Another popular and less expensive treatment is using duct tape to cover a wart for a week at a time. This is also done with weekly “sanding” of the wart with a pumice stone.
You should see a doctor:
- For recurrent warts
- For those that fail to respond to initial treatment
- When over-the-counter therapies are not well-tolerated
- When the diagnosis is unclear
After confirming the diagnosis of plantar warts, the doctor may use one or more of the following:
- Cryotherapy—freezing the warts to kill the virus
- Laser treatment—using a laser to kill the virus and destroy wart tissue
- Electrocautery treatment—burning the wart
- Hyperthermia treatment—applying heat to kill the virus
- Surgical removal—cutting out the warts (with anesthetic)
- Immune therapy—application of substances that stimulate the immune system’s response to the wart-causing virus
The best ways to prevent plantar warts is to keep your feet from coming into contact with the virus that causes them. Ways to do this include:
- Avoid walking barefoot, except on sandy beaches.
- Wear plastic sandals when showering in public bathrooms.
- Change your shoes and socks daily.
- Keep your feet clean and dry.
- Avoid direct contact with warts, either from other people or from other parts of the body.
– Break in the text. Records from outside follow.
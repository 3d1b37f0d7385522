//! Immutable 2D lattice coordinates.

use std::fmt;
use std::ops::{Add, Sub};
use std::str::FromStr;

use crate::error::ParsePointError;
use crate::vector::Vector;

/// A `(row, col)` coordinate.
///
/// Pure value type: equality, hashing and ordering all go through the two
/// components, so two points with the same coordinates are interchangeable
/// as set or map keys. Ordering is row-major (row first, then col).
///
/// A point carries no bounds. Negative components are legal and appear
/// whenever a vector steps off the edge of a grid; only
/// `Grid` decides what is in range.
///
/// # Examples
///
/// ```
/// use gridwalk_core::{Point, Vector};
///
/// let p = Point::new(2, 3);
/// assert_eq!(p.to_string(), "2,3");
/// assert_eq!("2,3".parse::<Point>().unwrap(), p);
/// assert_eq!(p + Vector::N, Point::new(1, 3));
/// assert_eq!(Point::new(0, 0) - Vector::E, Point::new(0, -1));
/// ```
#[derive(Clone, Copy, Debug, Default, PartialEq, Eq, Hash, PartialOrd, Ord)]
pub struct Point {
    /// Row index (grows downwards).
    pub row: i32,
    /// Column index (grows to the right).
    pub col: i32,
}

impl Point {
    /// The origin, `0,0`.
    pub const ORIGIN: Point = Point::new(0, 0);

    /// Create a point from its row and column.
    pub const fn new(row: i32, col: i32) -> Self {
        Self { row, col }
    }

    /// Translate this point by `vector`.
    ///
    /// Components follow `i32` addition, so stepping past `i32::MAX` or
    /// `i32::MIN` overflows. Use [`checked_apply`](Self::checked_apply) when
    /// the point may sit at the edge of the coordinate space.
    pub const fn apply(self, vector: Vector) -> Self {
        Self::new(self.row + vector.row, self.col + vector.col)
    }

    /// Translate this point by the inverse of `vector`.
    pub const fn reverse_apply(self, vector: Vector) -> Self {
        Self::new(self.row - vector.row, self.col - vector.col)
    }

    /// Translate this point by `vector`, or `None` if a component would
    /// leave the `i32` range.
    pub const fn checked_apply(self, vector: Vector) -> Option<Self> {
        match (
            self.row.checked_add(vector.row),
            self.col.checked_add(vector.col),
        ) {
            (Some(row), Some(col)) => Some(Self::new(row, col)),
            _ => None,
        }
    }

    /// Translate this point by the inverse of `vector`, or `None` if a
    /// component would leave the `i32` range.
    pub const fn checked_reverse_apply(self, vector: Vector) -> Option<Self> {
        match (
            self.row.checked_sub(vector.row),
            self.col.checked_sub(vector.col),
        ) {
            (Some(row), Some(col)) => Some(Self::new(row, col)),
            _ => None,
        }
    }

    /// Translate by `vector`, or by its inverse when `reverse` is set.
    pub const fn apply_vector(self, vector: Vector, reverse: bool) -> Self {
        if reverse {
            self.reverse_apply(vector)
        } else {
            self.apply(vector)
        }
    }

    /// The vector that carries `self` onto `other`.
    pub const fn vector_to(self, other: Point) -> Vector {
        Vector::new(other.row - self.row, other.col - self.col)
    }

    /// Euclidean distance to `other`.
    pub fn distance_to(self, other: Point) -> f64 {
        self.vector_to(other).length()
    }

    /// L1 distance, `|Δrow| + |Δcol|`.
    ///
    /// Widened to `u64`: the sum of two `i32` spans can exceed `u32::MAX`.
    pub fn manhattan_distance(self, other: Point) -> u64 {
        u64::from(self.row.abs_diff(other.row)) + u64::from(self.col.abs_diff(other.col))
    }

    /// L∞ distance, the number of king moves between the points.
    pub fn chebyshev_distance(self, other: Point) -> u64 {
        u64::from(self.row.abs_diff(other.row).max(self.col.abs_diff(other.col)))
    }
}

impl fmt::Display for Point {
    fn fmt(&self, f: &mut fmt::Formatter<'_>) -> fmt::Result {
        write!(f, "{},{}", self.row, self.col)
    }
}

impl FromStr for Point {
    type Err = ParsePointError;

    fn from_str(s: &str) -> Result<Self, Self::Err> {
        let malformed = || ParsePointError::Malformed {
            input: s.to_string(),
        };
        let (row, col) = s.split_once(',').ok_or_else(malformed)?;
        if col.contains(',') {
            return Err(malformed());
        }
        let component = |axis: &'static str, text: &str| {
            // i32::from_str accepts a leading '+', the canonical form never emits one.
            if text.starts_with('+') {
                return Err(malformed());
            }
            text.parse::<i32>()
                .map_err(|source| ParsePointError::InvalidComponent {
                    axis,
                    input: s.to_string(),
                    source,
                })
        };
        Ok(Self::new(component("row", row)?, component("col", col)?))
    }
}

impl Add<Vector> for Point {
    type Output = Point;

    fn add(self, rhs: Vector) -> Point {
        self.apply(rhs)
    }
}

impl Sub<Vector> for Point {
    type Output = Point;

    fn sub(self, rhs: Vector) -> Point {
        self.reverse_apply(rhs)
    }
}

impl From<(i32, i32)> for Point {
    fn from((row, col): (i32, i32)) -> Self {
        Self::new(row, col)
    }
}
This content is reviewed regularly and is updated when new and relevant evidence is made available. This information is neither intended nor implied to be a substitute for professional medical advice. Always seek the advice of your physician or other qualified health provider prior to starting any new treatment or with questions regarding a medical condition.
Edits to original content made by Denver Health.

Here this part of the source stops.